### PROBLEM
Count the lines of the data that have the word "RecordingSink", then report the number without anything else.
### INFORMATION SUPPLIED ###
//! Workspace facade crate.
//!
//! Host applications depend on `shell-cache-workspace` and pick a platform
//! feature instead of wiring the individual crates (`core-runtime`,
//! `core-offline`) themselves.
//!
//! - `desktop-shims` (default): native bridges (reqwest, filesystem cache storage)
//! - `wasm`: browser service-worker bridges and event registration

#[cfg(any(feature = "desktop-shims", feature = "wasm"))]
pub use core_offline as offline;

#[cfg(any(feature = "desktop-shims", feature = "wasm"))]
pub use core_runtime as runtime;
use thiserror::Error;

#[derive(Error, Debug)]
pub enum BridgeError {
    #[error("Bridge capability not available: {0}")]
    NotAvailable(String),

    #[error("Bridge operation failed: {0}")]
    OperationFailed(String),

    /// The request never produced a response (DNS, connect, reset, abort).
    #[error("Network error: {0}")]
    Network(String),

    #[error("Cache storage error: {0}")]
    Storage(String),

    #[error("IO error: {0}")]
    Io(#[from] std::io::Error),
}

impl BridgeError {
    /// True when the failure happened before any HTTP response was received.
    pub fn is_network(&self) -> bool {
        matches!(self, BridgeError::Network(_))
    }
}

pub type Result<T> = std::result::Result<T, BridgeError>;
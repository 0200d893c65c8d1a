//! Integration tests for the logging system

use async_trait::async_trait;
use bridge_traits::error::Result as SinkResult;
use bridge_traits::logging::{LogEntry, LogLevel, LoggerSink};
use core_runtime::logging::{init_logging, redact_url, LogFormat, LoggingConfig};
use core_runtime::Error;
use std::sync::{Arc, Mutex};

#[derive(Default)]
struct RecordingSink {
    entries: Mutex<Vec<LogEntry>>,
}

#[async_trait]
impl LoggerSink for RecordingSink {
    async fn log(&self, entry: LogEntry) -> SinkResult<()> {
        self.entries.lock().unwrap().push(entry);
        Ok(())
    }

    fn min_level(&self) -> LogLevel {
        LogLevel::Warn
    }
}

// Global subscriber state: keep every init_logging call in this one test.
#[test]
fn test_init_once_and_mirror_to_sink() {
    let sink = Arc::new(RecordingSink::default());
    let config = LoggingConfig::default()
        .with_format(LogFormat::Compact)
        .with_level(LogLevel::Debug)
        .with_logger_sink(sink.clone());

    init_logging(config).unwrap();

    tracing::warn!(target: "core_offline::activate", reason = "corrupt manifest", "Resetting caches");
    tracing::info!(target: "core_offline::install", "Below the sink threshold");

    {
        let entries = sink.entries.lock().unwrap();
        assert_eq!(entries.len(), 1);
        assert_eq!(entries[0].level, LogLevel::Warn);
        assert_eq!(entries[0].message, "Resetting caches");
        assert_eq!(
            entries[0].fields.get("reason"),
            Some(&"corrupt manifest".to_string())
        );
    }

    let second = init_logging(LoggingConfig::default());
    assert!(matches!(second, Err(Error::Config(_))));
}

#[test]
fn test_invalid_filter_rejected_before_install() {
    let config = LoggingConfig::default().with_filter("core_offline=[");
    assert!(matches!(init_logging(config), Err(Error::Config(_))));
}

#[test]
fn test_redact_url_keeps_path_only() {
    assert_eq!(
        redact_url("https://app.test/assets/logo.png?v=3#top"),
        "https://app.test/assets/logo.png"
    );
    assert_eq!(redact_url("https://app.test"), "https://app.test");
}

#[test]
fn test_format_selection() {
    #[cfg(debug_assertions)]
    assert_eq!(LoggingConfig::default().format, LogFormat::Pretty);

    #[cfg(not(debug_assertions))]
    assert_eq!(LoggingConfig::default().format, LogFormat::Json);
}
###
### FINISHED TASK
3